I’ve been a bit nostalgic over the last day or so, because I’ve started to get a few hits, and I’ve really started to love blogging.  It’s funny, because I’ve been doing it (off and on, I know) for a while now, but I’ve really started to enjoy it.  I try to squeeze in every moment in my lunch break, I write before I leave for work in the morning.  Not only do I feel the compulsive need to write EVERY day, I feel the need to write MANY times a day.

It’s funny, because a year ago, I was only casually acquainted with the art of blogging.  Sure, I’d had blogs.  But the notion of a blog as a running commentary, as a kind of media outlet of its own, was entirely foreign to me.  I imagined a blog was like an online diary, that you wrote it, at length, occasionally.

Then I started avidly following Barack Obama.

The story of how I came to support Obama is long, and the subject of a later post, but suffice to say I was an avid supporter when “Barack Obama Antichrist” yielded less than 100 hits on Google.  (I was curious, because I figured the crazies would assume he was it.  Now, it yields close to a million hits).  Anyway, I was an Obama supporter when everyone assumed Hillary would get the nomination.  Then Andrew Sullivan wrote an article in The Atlantic called “Goodbye to All That: Why Obama Matters”.  I bought a copy of the magazine when I was in the US on holidays over the summer (their winter).  I googled Andrew Sullivan.  I found his blog and started reading daily.

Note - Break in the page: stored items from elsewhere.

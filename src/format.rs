use std::fs::File;
use std::io::{BufRead, BufReader};
use std::path::Path;

use serde::Serialize;

use crate::error::SearchError;

/// Enum representing the supported record layouts.
#[derive(clap::ValueEnum, Serialize, Copy, Clone, Debug, PartialEq, Eq)]
#[serde(rename_all = "lowercase")]
pub enum FileFormat {
    /// `>header` followed by a single sequence line
    Fasta,

    /// `@header`, sequence, `+` separator and quality line
    Fastq,
}

impl FileFormat {
    /// The character every header line of this format starts with.
    pub fn marker(&self) -> char {
        match self {
            FileFormat::Fasta => '>',
            FileFormat::Fastq => '@',
        }
    }

    /// Number of physical lines a single record occupies.
    pub fn stride(&self) -> usize {
        match self {
            FileFormat::Fasta => 2,
            FileFormat::Fastq => 4,
        }
    }

    /// Offset of the quality line relative to the header, if the format has one.
    pub fn quality_offset(&self) -> Option<usize> {
        match self {
            FileFormat::Fasta => None,
            FileFormat::Fastq => Some(3),
        }
    }

    /// Classifies a path by its extension, ignoring case.
    pub fn from_extension(path: &Path) -> Option<FileFormat> {
        let ext = path.extension()?.to_str()?.to_ascii_lowercase();
        match ext.as_str() {
            "fa" | "fasta" => Some(FileFormat::Fasta),
            "fq" | "fastq" => Some(FileFormat::Fastq),
            _ => None,
        }
    }

    /// Classifies the first line of a file by its leading marker. Leading
    /// whitespace is ignored.
    pub fn sniff(first_line: &[u8]) -> Option<FileFormat> {
        match first_line.iter().find(|b| !b.is_ascii_whitespace()) {
            Some(b'>') => Some(FileFormat::Fasta),
            Some(b'@') => Some(FileFormat::Fastq),
            _ => None,
        }
    }

    /// Determines the format of the file at `path`.
    ///
    /// The extension is tried first. Only when it is not recognised is the
    /// first line of the file read and sniffed.
    ///
    /// # Errors
    ///
    /// * [`SearchError::NotFound`] if the file does not exist and has to be opened.
    /// * [`SearchError::UnknownFormat`] if neither rule identifies the file.
    pub fn detect(path: &Path) -> Result<FileFormat, SearchError> {
        if let Some(format) = FileFormat::from_extension(path) {
            debug!("Detected {format} from the extension of {}", path.display());
            return Ok(format);
        }

        let file = File::open(path).map_err(|e| SearchError::from_io(path, e))?;
        let mut reader = BufReader::new(file);

        let mut first_line = Vec::new();
        reader
            .read_until(b'\n', &mut first_line)
            .map_err(|e| SearchError::from_io(path, e))?;

        let format = FileFormat::sniff(&first_line)
            .ok_or_else(|| SearchError::UnknownFormat(path.to_path_buf()))?;
        debug!("Detected {format} from the first line of {}", path.display());
        Ok(format)
    }
}

impl std::fmt::Display for FileFormat {
    fn fmt(&self, f: &mut std::fmt::Formatter<'_>) -> std::fmt::Result {
        match self {
            FileFormat::Fasta => write!(f, "FASTA"),
            FileFormat::Fastq => write!(f, "FASTQ"),
        }
    }
}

Sullivan is unique in the interwebs.  He blogs, but he also blogs a prodigious amount.  Often, one day away from my RSS Reader will yield 30-40 unread Sullivan posts.  Occasionally, he linked to this guy named Ezra Klein.

Oh Ezra.

I’ve posted a million times about Ezra, and I’m liable to post a million more.  In reading his blog, I found  a writer who wrote with a voice I could understand about issues I cared about.  Not only could I understand his voice, but I could relate to it.  He writes with an immediacy I understand, a generational perspective I utterly embody (being mere days apart in age), and a political perspective I wholeheartedly embrace.  And, on top of that, he blogs about food in his spare time.  Oh, if ever a blogger were made to be what I wished a blogger to be, it was Ezra.

And so I began.  I started a blog.  I ignored it.  I paid slight attention.  I ignored it.  As things happened and life happened, the place of my blog waxed and waned.  Then, mere weeks ago, I got it, and my blog became something it never was before.

And now, well, I think of my blog often.  It is not merely a repository of thoughts, but an online identity and a part of me.  Pathetic? Possibly.  Real? Certainly.